Detection of Virulence Genes of Clostridium difficile in Children with Cancer by Multiplex PCR

Toxigenic Clostridium difficile is the major cause of antibiotic-associated diarrhea, colitis, and pseudomembranous colitis. The pathogenicity of C. difficile is related to toxins A&B. Children with cancer are at risk of developing C. difficile infection (CDI) due to increased exposure to antibiotics, immunosuppression, and longer hospital stays. Recently, due to higher sensitivity and specificity of nucleic acid amplification test (NAATs) compared to toxin enzyme immunoassays (EIAs), many laboratories are transitioning to NAATs for detection of CDI. We aimed to use a multiplex PCR to detect the C. difficile toxin genes tcdA, tcdB and tpi in stool of cancerous children. We also aimed to show the effects of chemotherapy regimens on the prevalence of C. difficile in these children. 105 fecal samples were collected from cancerous children who were hospitalized and undergoing chemotherapy. The presence of tcdA, tcdB, and tpi genes were tested. C. difficile was identified in 17.14% of children and the detection rate of A-B+ strains was higher than A+B+ and A+B- strains.
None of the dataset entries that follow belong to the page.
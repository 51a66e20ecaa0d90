//! Aggregates the raw collections into the figures and chart series the
//! dashboard draws.

use std::collections::BTreeMap;

use chrono::DateTime;
use serde::Serialize;

use crate::calculo::{self, CostSummary};
use crate::structs::{Fotocopia, InventarioItem, PrecioConfig, TipoCopia, Trabajador};

#[derive(Serialize, Debug, Clone, PartialEq)]
pub struct LabelCount {
    pub etiqueta: String,
    pub total: i64,
}

#[derive(Serialize, Debug, Clone, PartialEq)]
pub struct Dataset {
    pub label: String,
    pub data: Vec<f64>,
}

/// `labels` line up index-for-index with every dataset's `data`.
#[derive(Serialize, Debug, Clone, PartialEq, Default)]
pub struct ChartSeries {
    pub labels: Vec<String>,
    pub datasets: Vec<Dataset>,
}

#[derive(Serialize, Debug, Clone, PartialEq)]
pub struct WorkerStats {
    pub total: i64,
    pub activos: i64,
    pub inactivos: i64,
    pub por_departamento: Vec<LabelCount>,
    pub por_ocupacion: Vec<LabelCount>,
}

#[derive(Serialize, Debug, Clone, PartialEq)]
pub struct InventoryStats {
    pub articulos: i64,
    pub unidades: i64,
    pub por_ubicacion: Vec<LabelCount>,
}

#[derive(Serialize, Debug, Clone, PartialEq)]
pub struct DashboardStats {
    pub generado_en: String,
    pub trabajadores: WorkerStats,
    pub fotocopias: CostSummary,
    pub precios: PrecioConfig,
    pub fotocopias_por_mes: ChartSeries,
    pub fotocopias_por_tipo: ChartSeries,
    pub inventario: InventoryStats,
}

/// Month bucket (`YYYY-MM`) for a stored timestamp.
fn month_of(timestamp: &str) -> String {
    match DateTime::parse_from_rfc3339(timestamp) {
        Ok(dt) => dt.format("%Y-%m").to_string(),
        Err(_) => timestamp.chars().take(7).collect(),
    }
}

fn ranked(counts: BTreeMap<String, i64>) -> Vec<LabelCount> {
    let mut out: Vec<LabelCount> = counts
        .into_iter()
        .map(|(etiqueta, total)| LabelCount { etiqueta, total })
        .collect();
    // BTreeMap already gives name order; stable sort keeps it for ties
    out.sort_by(|a, b| b.total.cmp(&a.total));
    out
}

pub fn worker_stats(workers: &[Trabajador]) -> WorkerStats {
    let mut by_department = BTreeMap::new();
    let mut by_occupation = BTreeMap::new();
    let mut activos = 0;
    for w in workers {
        if w.activo {
            activos += 1;
        }
        *by_department.entry(w.departamento.clone()).or_insert(0) += 1;
        *by_occupation.entry(w.ocupacion.clone()).or_insert(0) += 1;
    }
    let total = workers.len() as i64;
    WorkerStats {
        total,
        activos,
        inactivos: total - activos,
        por_departamento: ranked(by_department),
        por_ocupacion: ranked(by_occupation),
    }
}

pub fn monthly_series(records: &[Fotocopia]) -> ChartSeries {
    // month -> (bn pages, color pages, sheets)
    let mut months: BTreeMap<String, (i64, i64, i64)> = BTreeMap::new();
    for r in records {
        let bucket = months.entry(month_of(&r.registrado_en)).or_default();
        let pages = calculo::record_pages(r);
        match r.tipo {
            TipoCopia::Bn => bucket.0 = bucket.0.saturating_add(pages),
            TipoCopia::Color => bucket.1 = bucket.1.saturating_add(pages),
        }
        bucket.2 = bucket.2.saturating_add(calculo::record_sheets(r));
    }

    let labels = months.keys().cloned().collect();
    let column = |f: fn(&(i64, i64, i64)) -> i64| -> Vec<f64> {
        months.values().map(|v| f(v) as f64).collect()
    };
    ChartSeries {
        labels,
        datasets: vec![
            Dataset {
                label: "Páginas B/N".into(),
                data: column(|v| v.0),
            },
            Dataset {
                label: "Páginas color".into(),
                data: column(|v| v.1),
            },
            Dataset {
                label: "Hojas".into(),
                data: column(|v| v.2),
            },
        ],
    }
}

pub fn type_series(summary: &CostSummary) -> ChartSeries {
    ChartSeries {
        labels: vec!["bn".into(), "color".into()],
        datasets: vec![Dataset {
            label: "Páginas".into(),
            data: vec![summary.paginas_bn as f64, summary.paginas_color as f64],
        }],
    }
}

pub fn inventory_stats(items: &[InventarioItem]) -> InventoryStats {
    let mut by_location = BTreeMap::new();
    for item in items {
        let place = item
            .ubicacion
            .clone()
            .unwrap_or_else(|| "Sin ubicación".to_owned());
        *by_location.entry(place).or_insert(0) += item.cantidad;
    }
    InventoryStats {
        articulos: items.len() as i64,
        unidades: items.iter().map(|i| i.cantidad).sum(),
        por_ubicacion: ranked(by_location),
    }
}

pub fn build_stats(
    workers: &[Trabajador],
    records: &[Fotocopia],
    prices: &PrecioConfig,
    inventory: &[InventarioItem],
) -> DashboardStats {
    let fotocopias = calculo::calculate_cost(records, prices);
    DashboardStats {
        generado_en: crate::utils::now(),
        trabajadores: worker_stats(workers),
        fotocopias_por_tipo: type_series(&fotocopias),
        fotocopias,
        precios: prices.clone(),
        fotocopias_por_mes: monthly_series(records),
        inventario: inventory_stats(inventory),
    }
}
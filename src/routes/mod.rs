use actix_identity::Identity;
use actix_web::web;

use crate::{
    db,
    errors::AppError,
    permisos::{DbModuleSource, PermissionState},
    structs::Usuario,
    AppState,
};

mod auth;
mod dashboard;
mod departamentos;
mod fotocopias;
mod inventario;
mod permisos;
mod trabajadores;

pub fn configure(cfg: &mut web::ServiceConfig) {
    cfg.app_data(
        web::JsonConfig::default()
            .error_handler(|err, _req| AppError::validation(err.to_string()).into()),
    )
    .app_data(
        web::QueryConfig::default()
            .error_handler(|err, _req| AppError::validation(err.to_string()).into()),
    )
    .service(
        web::scope("/api")
            .service(auth::registro_handler)
            .service(auth::login_handler)
            .service(auth::logout_handler)
            .service(auth::yo_handler)
            .service(permisos::resolved_handler)
            .service(permisos::module_handler)
            .service(permisos::set_grants_handler)
            .service(trabajadores::list_handler)
            .service(trabajadores::get_handler)
            .service(trabajadores::create_handler)
            .service(trabajadores::update_handler)
            .service(trabajadores::delete_handler)
            .service(departamentos::list_departments_handler)
            .service(departamentos::create_department_handler)
            .service(departamentos::update_department_handler)
            .service(departamentos::delete_department_handler)
            .service(departamentos::list_occupations_handler)
            .service(departamentos::create_occupation_handler)
            .service(departamentos::update_occupation_handler)
            .service(departamentos::delete_occupation_handler)
            .service(fotocopias::calcular_handler)
            .service(fotocopias::resumen_handler)
            .service(fotocopias::list_handler)
            .service(fotocopias::create_handler)
            .service(fotocopias::update_handler)
            .service(fotocopias::delete_handler)
            .service(fotocopias::list_sheet_types_handler)
            .service(fotocopias::create_sheet_type_handler)
            .service(fotocopias::delete_sheet_type_handler)
            .service(fotocopias::get_prices_handler)
            .service(fotocopias::update_prices_handler)
            .service(inventario::list_handler)
            .service(inventario::create_handler)
            .service(inventario::update_handler)
            .service(inventario::delete_handler)
            .service(dashboard::stats_handler)
            .service(dashboard::excel_handler)
            .service(dashboard::pdf_handler)
            .service(dashboard::report_handler),
    );
}

/// The signed-in, active account behind the session cookie.
pub async fn current_user(state: &AppState, identity: Option<Identity>) -> Result<Usuario, AppError> {
    let identity = identity.ok_or(AppError::Unauthorized)?;
    let id: i64 = identity
        .id()?
        .parse()
        .map_err(|_| AppError::Unauthorized)?;
    match db::get_user_by_id(&state.db_pool, id).await? {
        Some(user) if user.activo => Ok(user),
        _ => {
            identity.logout();
            Err(AppError::Unauthorized)
        }
    }
}

/// Route guard: resolves the caller's permissions and demands `token`.
pub async fn require(
    state: &AppState,
    identity: Option<Identity>,
    token: &str,
) -> Result<Usuario, AppError> {
    let user = current_user(state, identity).await?;
    let source = DbModuleSource {
        pool: &state.db_pool,
    };
    let mut permissions = PermissionState::default();
    permissions.refresh(Some(&user), &source).await;
    if !permissions.has(token) {
        log::warn!("User {} denied: missing '{}'", user.id, token);
        return Err(AppError::Forbidden(token.to_owned()));
    }
    Ok(user)
}

pub fn required_text(value: &str, field: &str) -> Result<String, AppError> {
    crate::utils::trimmed(value).ok_or_else(|| AppError::validation(format!("{} is required", field)))
}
C. difficile was found in 17.8% of children who received single antibiotic (5/28 cases virulence genes were detected in 4 cases) and in 41.4% of patients who received more than one antibiotics (12/29 cases virulence genes were detected in 8 cases﴿. Multiplex PCR is a powerful technique for preliminary screening and rapid detection of C. difficile and its virulence genes in the stool of cancerous children. The prevalence of C. difficile in cases receiving several antibiotics was higher than those receiving single antibiotics.